— Work order —
Beneath this instruction is a block of data; output from it exactly the lines that run from the one containing "assert!(in_bar());" through the one containing "assert!(open.bar.current_offset().is_zero());", inclusive.

Provided information Start Marker

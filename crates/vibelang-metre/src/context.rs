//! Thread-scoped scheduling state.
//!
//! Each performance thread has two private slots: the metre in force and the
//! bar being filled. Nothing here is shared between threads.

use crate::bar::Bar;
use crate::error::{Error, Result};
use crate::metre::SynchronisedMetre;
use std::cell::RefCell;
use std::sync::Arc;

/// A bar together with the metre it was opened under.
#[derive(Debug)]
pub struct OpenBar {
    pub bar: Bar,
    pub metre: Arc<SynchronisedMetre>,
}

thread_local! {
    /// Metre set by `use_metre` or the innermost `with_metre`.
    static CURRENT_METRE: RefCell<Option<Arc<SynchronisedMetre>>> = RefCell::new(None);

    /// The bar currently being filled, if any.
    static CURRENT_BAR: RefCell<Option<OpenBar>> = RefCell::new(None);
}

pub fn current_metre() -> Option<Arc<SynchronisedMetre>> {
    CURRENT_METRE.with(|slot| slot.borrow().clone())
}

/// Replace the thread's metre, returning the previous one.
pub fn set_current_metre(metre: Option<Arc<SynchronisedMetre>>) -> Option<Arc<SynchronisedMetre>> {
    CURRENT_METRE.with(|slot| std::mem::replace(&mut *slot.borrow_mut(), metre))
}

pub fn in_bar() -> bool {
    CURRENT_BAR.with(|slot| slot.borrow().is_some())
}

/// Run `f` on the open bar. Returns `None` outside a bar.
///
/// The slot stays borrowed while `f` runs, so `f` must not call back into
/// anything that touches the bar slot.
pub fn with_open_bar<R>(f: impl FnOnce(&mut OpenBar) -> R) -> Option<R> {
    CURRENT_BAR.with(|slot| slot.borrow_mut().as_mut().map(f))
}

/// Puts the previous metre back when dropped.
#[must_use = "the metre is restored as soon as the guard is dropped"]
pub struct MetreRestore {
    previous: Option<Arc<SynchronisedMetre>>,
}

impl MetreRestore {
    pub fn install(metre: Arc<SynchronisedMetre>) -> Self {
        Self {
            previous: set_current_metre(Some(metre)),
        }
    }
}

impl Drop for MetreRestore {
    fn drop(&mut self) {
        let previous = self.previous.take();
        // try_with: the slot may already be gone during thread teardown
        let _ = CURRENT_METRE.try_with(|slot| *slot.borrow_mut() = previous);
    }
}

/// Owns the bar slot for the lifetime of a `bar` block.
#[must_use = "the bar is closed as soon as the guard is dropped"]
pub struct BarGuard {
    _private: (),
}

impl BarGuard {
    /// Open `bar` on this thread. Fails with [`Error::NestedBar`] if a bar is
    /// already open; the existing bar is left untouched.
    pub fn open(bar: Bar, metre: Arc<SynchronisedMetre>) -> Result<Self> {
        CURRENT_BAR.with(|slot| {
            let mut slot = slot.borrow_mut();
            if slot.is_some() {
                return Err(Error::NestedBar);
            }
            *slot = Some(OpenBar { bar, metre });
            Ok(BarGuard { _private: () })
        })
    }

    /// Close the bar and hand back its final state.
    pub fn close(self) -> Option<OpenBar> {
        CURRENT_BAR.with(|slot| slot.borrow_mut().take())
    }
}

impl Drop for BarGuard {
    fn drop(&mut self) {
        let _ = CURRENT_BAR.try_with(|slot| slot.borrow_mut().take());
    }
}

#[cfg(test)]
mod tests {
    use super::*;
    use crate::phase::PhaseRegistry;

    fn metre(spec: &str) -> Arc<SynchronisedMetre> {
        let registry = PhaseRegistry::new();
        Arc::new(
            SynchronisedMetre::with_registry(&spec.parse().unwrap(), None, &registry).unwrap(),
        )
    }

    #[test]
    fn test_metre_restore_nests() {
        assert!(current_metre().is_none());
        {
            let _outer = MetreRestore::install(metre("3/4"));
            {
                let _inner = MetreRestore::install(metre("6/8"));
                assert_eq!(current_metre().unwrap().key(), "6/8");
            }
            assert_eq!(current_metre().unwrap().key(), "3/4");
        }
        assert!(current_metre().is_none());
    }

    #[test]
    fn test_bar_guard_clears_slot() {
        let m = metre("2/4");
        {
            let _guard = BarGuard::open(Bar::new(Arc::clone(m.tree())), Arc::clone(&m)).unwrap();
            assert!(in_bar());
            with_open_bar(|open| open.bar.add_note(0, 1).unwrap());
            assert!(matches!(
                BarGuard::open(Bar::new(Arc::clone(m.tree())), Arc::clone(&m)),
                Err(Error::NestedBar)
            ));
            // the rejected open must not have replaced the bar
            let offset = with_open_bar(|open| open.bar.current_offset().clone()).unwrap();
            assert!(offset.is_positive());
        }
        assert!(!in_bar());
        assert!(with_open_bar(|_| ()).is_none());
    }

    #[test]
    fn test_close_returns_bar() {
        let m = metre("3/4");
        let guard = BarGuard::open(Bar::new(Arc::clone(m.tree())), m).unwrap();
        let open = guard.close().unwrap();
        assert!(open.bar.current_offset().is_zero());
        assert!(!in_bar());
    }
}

Provided information End Marker

— Solution to this task —
            assert!(in_bar());
            with_open_bar(|open| open.bar.add_note(0, 1).unwrap());
            assert!(matches!(
                BarGuard::open(Bar::new(Arc::clone(m.tree())), Arc::clone(&m)),
                Err(Error::NestedBar)
            ));
            // the rejected open must not have replaced the bar
            let offset = with_open_bar(|open| open.bar.current_offset().clone()).unwrap();
            assert!(offset.is_positive());
        }
        assert!(!in_bar());
        assert!(with_open_bar(|_| ()).is_none());
    }

    #[test]
    fn test_close_returns_bar() {
        let m = metre("3/4");
        let guard = BarGuard::open(Bar::new(Arc::clone(m.tree())), m).unwrap();
        let open = guard.close().unwrap();
        assert!(open.bar.current_offset().is_zero());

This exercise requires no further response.